• _Work to be completed_
Entries follow. Give back exactly the lines starting at the one containing "let stored = store.session(&session.id).await.unwrap();" and ending at the one containing "assert_eq!(stored_message.role, Role::Assistant);", and no other lines.

• _Given records_
#[cfg(test)]
mod tests {
    use super::*;
    use crate::session::storage::{DocumentStorage, MemoryStorage};
    use crate::session::types::Role;
    use proptest::prelude::*;
    use std::time::Duration;

    async fn memory_store() -> (SessionStore, Arc<MemoryStorage>) {
        let storage = Arc::new(MemoryStorage::new());
        let store = SessionStore::load(storage.clone(), PersistConfig::default())
            .await
            .unwrap();
        (store, storage)
    }

    #[tokio::test]
    async fn load_seeds_and_persists_default_document() {
        let (store, storage) = memory_store().await;
        assert_eq!(store.get_all().await, PersistedDocument::default());
        assert_eq!(storage.write_count(), 1);
    }

    #[tokio::test]
    async fn load_heals_corrupt_contents() {
        let storage = Arc::new(MemoryStorage::with_raw("{\"sessions\": [oops"));
        let store = SessionStore::load(storage.clone(), PersistConfig::default())
            .await
            .unwrap();
        assert_eq!(store.get_all().await, PersistedDocument::default());
        assert_eq!(
            storage.raw().as_deref(),
            Some(r#"{"sessions":[],"activeSessionId":null}"#)
        );
    }

    #[tokio::test]
    async fn load_repairs_dangling_active_pointer() {
        let raw = r#"{"sessions":[{"id":"a","title":"A","createdAt":1,"updatedAt":1,"messages":[]}],
                      "activeSessionId":"missing"}"#;
        let storage = Arc::new(MemoryStorage::with_raw(raw));
        let store = SessionStore::load(storage.clone(), PersistConfig::default())
            .await
            .unwrap();
        assert_eq!(store.active_session_id().await, Some(SessionId::from("a")));
        assert_eq!(storage.write_count(), 1);
    }

    #[tokio::test]
    async fn create_prepends_and_activates() {
        let (store, _) = memory_store().await;
        let first = Session::new("first");
        let second = Session::new("second");
        store.create_session(first.clone()).await.unwrap();
        store.create_session(second.clone()).await.unwrap();

        let doc = store.get_all().await;
        assert_eq!(doc.sessions[0].id, second.id);
        assert_eq!(doc.sessions[1].id, first.id);
        assert_eq!(doc.active_session_id, Some(second.id));
    }

    #[tokio::test]
    async fn deleting_active_session_moves_pointer_to_first() {
        let (store, _) = memory_store().await;
        let a = Session::new("a");
        let b = Session::new("b");
        store.create_session(a.clone()).await.unwrap();
        store.create_session(b.clone()).await.unwrap();

        store.delete_session(&b.id).await.unwrap();
        assert_eq!(store.active_session_id().await, Some(a.id.clone()));

        store.delete_session(&a.id).await.unwrap();
        assert_eq!(store.active_session_id().await, None);
    }

    #[tokio::test]
    async fn deleting_inactive_session_keeps_pointer() {
        let (store, _) = memory_store().await;
        let a = Session::new("a");
        let b = Session::new("b");
        store.create_session(a.clone()).await.unwrap();
        store.create_session(b.clone()).await.unwrap();

        store.delete_session(&a.id).await.unwrap();
        assert_eq!(store.active_session_id().await, Some(b.id));
    }

    #[tokio::test]
    async fn update_session_ignores_unknown_ids() {
        let (store, _) = memory_store().await;
        let a = Session::new("a");
        store.create_session(a.clone()).await.unwrap();

        store.update_session(Session::new("stranger")).await.unwrap();
        let doc = store.get_all().await;
        assert_eq!(doc.sessions.len(), 1);
        assert_eq!(doc.sessions[0].title, "a");

        let mut renamed = a.clone();
        renamed.title = "renamed".to_string();
        store.update_session(renamed).await.unwrap();
        assert_eq!(store.session(&a.id).await.unwrap().title, "renamed");
    }

    #[tokio::test]
    async fn set_active_tolerates_unknown_id() {
        let (store, _) = memory_store().await;
        store
            .set_active_session(Some(SessionId::from("ghost")))
            .await
            .unwrap();
        assert_eq!(store.active_session_id().await, Some(SessionId::from("ghost")));
    }

    #[tokio::test]
    async fn discrete_mutations_write_immediately() {
        let (store, storage) = memory_store().await;
        let session = Session::new("chat");
        store.create_session(session.clone()).await.unwrap();
        store
            .append_message(&session.id, Message::user("hello"))
            .await
            .unwrap();
        store.rename_session(&session.id, "hello").await.unwrap();
        assert_eq!(storage.write_count(), 4);
    }

    #[tokio::test]
    async fn append_and_update_refresh_updated_at() {
        let (store, _) = memory_store().await;
        let mut session = Session::new("chat");
        session.updated_at = 0;
        store.create_session(session.clone()).await.unwrap();

        let message = Message::streaming_placeholder();
        assert!(store.append_message(&session.id, message.clone()).await.unwrap());
        let after_append = store.session(&session.id).await.unwrap();
        assert!(after_append.updated_at > 0);

        assert!(
            store
                .update_message(&session.id, &message.id, MessagePatch::finished("done"))
                .await
                .unwrap()
        );
        let stored = store.session(&session.id).await.unwrap();
        let stored_message = stored.message(&message.id).unwrap();
        assert_eq!(stored_message.content, "done");
        assert_eq!(stored_message.role, Role::Assistant);
        assert!(!stored_message.is_streaming);
    }

    #[tokio::test]
    async fn update_message_on_missing_targets_is_a_no_op() {
        let (store, storage) = memory_store().await;
        let updated = store
            .update_message(
                &SessionId::from("nope"),
                &MessageId::from("nope"),
                MessagePatch::finished("x"),
            )
            .await
            .unwrap();
        assert!(!updated);
        store.flush().await.unwrap();
        assert_eq!(storage.write_count(), 1);
    }

    #[tokio::test(start_paused = true)]
    async fn bursts_of_message_updates_coalesce_into_one_write() {
        let (store, storage) = memory_store().await;
        let session = Session::new("chat");
        store.create_session(session.clone()).await.unwrap();
        let message = Message::streaming_placeholder();
        store.append_message(&session.id, message.clone()).await.unwrap();
        let baseline = storage.write_count();

        let mut buffer = String::new();
        for i in 0..40 {
            buffer.push_str(&i.to_string());
            store
                .update_message(&session.id, &message.id, MessagePatch::streaming(buffer.clone()))
                .await
                .unwrap();
            tokio::time::sleep(Duration::from_millis(10)).await;
        }
        assert_eq!(storage.write_count(), baseline);

        tokio::time::sleep(Duration::from_millis(300)).await;
        assert_eq!(storage.write_count(), baseline + 1);
    }

    #[tokio::test(start_paused = true)]
    async fn continuous_updates_are_written_by_max_delay() {
        let (store, storage) = memory_store().await;
        let session = Session::new("chat");
        store.create_session(session.clone()).await.unwrap();
        let message = Message::streaming_placeholder();
        store.append_message(&session.id, message.clone()).await.unwrap();
        let baseline = storage.write_count();

        for _ in 0..250 {
            store
                .update_message(&session.id, &message.id, MessagePatch::streaming("x"))
                .await
                .unwrap();
            tokio::time::sleep(Duration::from_millis(10)).await;
        }
        assert!(storage.write_count() > baseline);
    }

    #[tokio::test]
    async fn flush_forces_pending_write() {
        let (store, storage) = memory_store().await;
        let session = Session::new("chat");
        store.create_session(session.clone()).await.unwrap();
        let message = Message::streaming_placeholder();
        store.append_message(&session.id, message.clone()).await.unwrap();
        let baseline = storage.write_count();

        store
            .update_message(&session.id, &message.id, MessagePatch::finished("final"))
            .await
            .unwrap();
        store.flush().await.unwrap();
        assert_eq!(storage.write_count(), baseline + 1);
        assert!(storage.raw().unwrap().contains("final"));

        store.flush().await.unwrap();
        assert_eq!(storage.write_count(), baseline + 1);
    }

    #[tokio::test]
    async fn write_failures_are_surfaced() {
        let (store, storage) = memory_store().await;
        storage.set_fail_writes(true);
        let err = store.create_session(Session::new("x")).await.unwrap_err();
        assert!(err.is_write_failure());
    }

    #[tokio::test(start_paused = true)]
    async fn deferred_write_failures_are_reported_by_flush() {
        let (store, storage) = memory_store().await;
        let session = Session::new("chat");
        store.create_session(session.clone()).await.unwrap();
        let message = Message::streaming_placeholder();
        store.append_message(&session.id, message.clone()).await.unwrap();

        storage.set_fail_writes(true);
        store
            .update_message(&session.id, &message.id, MessagePatch::streaming("a"))
            .await
            .unwrap();
        tokio::time::sleep(Duration::from_millis(300)).await;

        storage.set_fail_writes(false);
        let err = store.flush().await.unwrap_err();
        assert!(err.is_write_failure());
        store.flush().await.unwrap();
        assert_eq!(on_disk(&storage).await, store.get_all().await);
    }

    async fn on_disk(storage: &MemoryStorage) -> PersistedDocument {
        storage.read().await.unwrap().unwrap()
    }

    #[tokio::test]
    async fn failed_flush_keeps_the_change_for_the_next_one() {
        let (store, storage) = memory_store().await;
        let session = Session::new("chat");
        store.create_session(session.clone()).await.unwrap();
        let message = Message::streaming_placeholder();
        store.append_message(&session.id, message.clone()).await.unwrap();
        store
            .update_message(&session.id, &message.id, MessagePatch::finished("FINAL-ANSWER"))
            .await
            .unwrap();

        storage.set_fail_writes(true);
        assert!(store.flush().await.unwrap_err().is_write_failure());
        assert!(!storage.raw().unwrap().contains("FINAL-ANSWER"));

        storage.set_fail_writes(false);
        store.flush().await.unwrap();
        assert!(storage.raw().unwrap().contains("FINAL-ANSWER"));
        assert_eq!(on_disk(&storage).await, store.get_all().await);
    }

    #[tokio::test]
    async fn failed_discrete_writes_are_retried_by_flush() {
        let (store, storage) = memory_store().await;
        let keep = Session::new("keep");
        let gone = Session::new("gone");
        store.create_session(keep.clone()).await.unwrap();

        storage.set_fail_writes(true);
        assert!(store.create_session(gone.clone()).await.is_err());
        assert!(store.delete_session(&keep.id).await.is_err());
        let writes_before = storage.write_count();

        storage.set_fail_writes(false);
        store.flush().await.unwrap();
        assert!(storage.write_count() > writes_before);

        let disk = on_disk(&storage).await;
        assert_eq!(disk, store.get_all().await);
        assert_eq!(disk.sessions.len(), 1);
        assert_eq!(disk.sessions[0].id, gone.id);
        assert_eq!(disk.active_session_id, Some(gone.id));

        // Nothing left to write once the file is current.
        let writes = storage.write_count();
        store.flush().await.unwrap();
        assert_eq!(storage.write_count(), writes);
    }

    #[tokio::test]
    async fn save_then_load_round_trips() {
        let dir = tempfile::TempDir::new().unwrap();
        let path = dir.path().join("sessions.json");

        let mut session = Session::new("Round trip");
        let mut reply = Message::new(Role::Assistant, "partial");
        reply.error = Some("stream dropped".to_string());
        session.messages = vec![Message::user("question"), reply];
        let doc = PersistedDocument {
            active_session_id: Some(session.id.clone()),
            sessions: vec![session, Session::new("Other")],
        };

        let store = SessionStore::open(&path, PersistConfig::default())
            .await
            .unwrap();
        store.set_all(doc.clone()).await.unwrap();

        let reopened = SessionStore::open(&path, PersistConfig::default())
            .await
            .unwrap();
        assert_eq!(reopened.get_all().await, doc);
    }

    #[derive(Debug, Clone)]
    enum Op {
        Create,
        Rename(usize),
        Delete(usize),
        Select(usize),
    }

    fn arb_op() -> impl Strategy<Value = Op> {
        prop_oneof![
            Just(Op::Create),
            (0usize..8).prop_map(Op::Rename),
            (0usize..8).prop_map(Op::Delete),
            (0usize..8).prop_map(Op::Select),
        ]
    }

    proptest! {
        #![proptest_config(ProptestConfig::with_cases(64))]

        #[test]
        fn active_pointer_stays_valid(ops in prop::collection::vec(arb_op(), 1..40)) {
            let rt = tokio::runtime::Builder::new_current_thread()
                .enable_all()
                .build()
                .unwrap();
            rt.block_on(async {
                let (store, _) = memory_store().await;
                for op in ops {
                    let ids: Vec<SessionId> =
                        store.get_all().await.sessions.into_iter().map(|s| s.id).collect();
                    match op {
                        Op::Create => store.create_session(Session::new("s")).await.unwrap(),
                        Op::Rename(i) => {
                            if let Some(id) = ids.get(i % ids.len().max(1)) {
                                store.rename_session(id, "renamed").await.unwrap();
                            }
                        }
                        Op::Delete(i) => {
                            if let Some(id) = ids.get(i % ids.len().max(1)) {
                                store.delete_session(id).await.unwrap();
                            }
                        }
                        Op::Select(i) => {
                            if let Some(id) = ids.get(i % ids.len().max(1)) {
                                store.set_active_session(Some(id.clone())).await.unwrap();
                            }
                        }
                    }
                    let doc = store.get_all().await;
                    assert!(doc.active_pointer_is_valid());
                }
            });
        }
    }
}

• _Expected output_
        let stored = store.session(&session.id).await.unwrap();
        let stored_message = stored.message(&message.id).unwrap();
        assert_eq!(stored_message.content, "done");
        assert_eq!(stored_message.role, Role::Assistant);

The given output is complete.